EXERCISE OBJECTIVE —
Your task is to copy every line of the entries that holds the word "extension".

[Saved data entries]

--------------------------------

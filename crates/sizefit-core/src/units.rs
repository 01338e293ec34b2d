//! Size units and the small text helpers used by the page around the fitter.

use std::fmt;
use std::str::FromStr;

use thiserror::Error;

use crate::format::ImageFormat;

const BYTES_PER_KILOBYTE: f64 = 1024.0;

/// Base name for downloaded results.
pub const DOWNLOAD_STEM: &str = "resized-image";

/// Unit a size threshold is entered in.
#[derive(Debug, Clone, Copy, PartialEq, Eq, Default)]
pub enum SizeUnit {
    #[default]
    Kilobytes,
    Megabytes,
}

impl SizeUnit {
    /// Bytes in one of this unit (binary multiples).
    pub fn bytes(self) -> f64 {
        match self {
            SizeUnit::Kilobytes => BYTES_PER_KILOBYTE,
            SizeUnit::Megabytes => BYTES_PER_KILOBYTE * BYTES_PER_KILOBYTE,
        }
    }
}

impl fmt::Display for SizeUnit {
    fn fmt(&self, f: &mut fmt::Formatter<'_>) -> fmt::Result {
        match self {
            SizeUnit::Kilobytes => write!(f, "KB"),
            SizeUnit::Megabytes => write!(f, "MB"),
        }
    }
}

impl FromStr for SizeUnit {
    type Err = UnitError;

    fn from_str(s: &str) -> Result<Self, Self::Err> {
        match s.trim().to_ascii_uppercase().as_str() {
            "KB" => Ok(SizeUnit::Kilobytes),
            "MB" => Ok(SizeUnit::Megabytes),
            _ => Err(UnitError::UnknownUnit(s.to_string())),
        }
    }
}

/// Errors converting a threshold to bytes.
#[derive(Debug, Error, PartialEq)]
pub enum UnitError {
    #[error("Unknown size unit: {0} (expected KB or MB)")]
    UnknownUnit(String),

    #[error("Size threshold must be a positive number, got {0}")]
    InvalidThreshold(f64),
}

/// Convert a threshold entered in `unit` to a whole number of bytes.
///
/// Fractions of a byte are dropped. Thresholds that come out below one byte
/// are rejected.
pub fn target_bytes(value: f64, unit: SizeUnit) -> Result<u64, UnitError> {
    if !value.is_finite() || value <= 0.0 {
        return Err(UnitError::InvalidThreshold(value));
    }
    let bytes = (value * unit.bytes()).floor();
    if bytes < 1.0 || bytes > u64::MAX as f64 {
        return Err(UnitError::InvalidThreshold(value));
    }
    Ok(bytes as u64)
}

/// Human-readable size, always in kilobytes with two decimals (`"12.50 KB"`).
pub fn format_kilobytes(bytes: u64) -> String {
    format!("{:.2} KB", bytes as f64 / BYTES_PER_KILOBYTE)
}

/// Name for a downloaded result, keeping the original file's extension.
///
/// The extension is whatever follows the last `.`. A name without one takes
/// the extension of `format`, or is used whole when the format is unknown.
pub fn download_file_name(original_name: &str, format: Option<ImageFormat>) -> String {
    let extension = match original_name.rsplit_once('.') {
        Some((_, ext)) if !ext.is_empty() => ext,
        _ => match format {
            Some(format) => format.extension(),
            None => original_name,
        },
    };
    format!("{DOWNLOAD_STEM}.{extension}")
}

--------------------------------

OUTPUT FOR THIS TASK —
/// Name for a downloaded result, keeping the original file's extension.
/// The extension is whatever follows the last `.`. A name without one takes
/// the extension of `format`, or is used whole when the format is unknown.
    let extension = match original_name.rsplit_once('.') {
            Some(format) => format.extension(),
    format!("{DOWNLOAD_STEM}.{extension}")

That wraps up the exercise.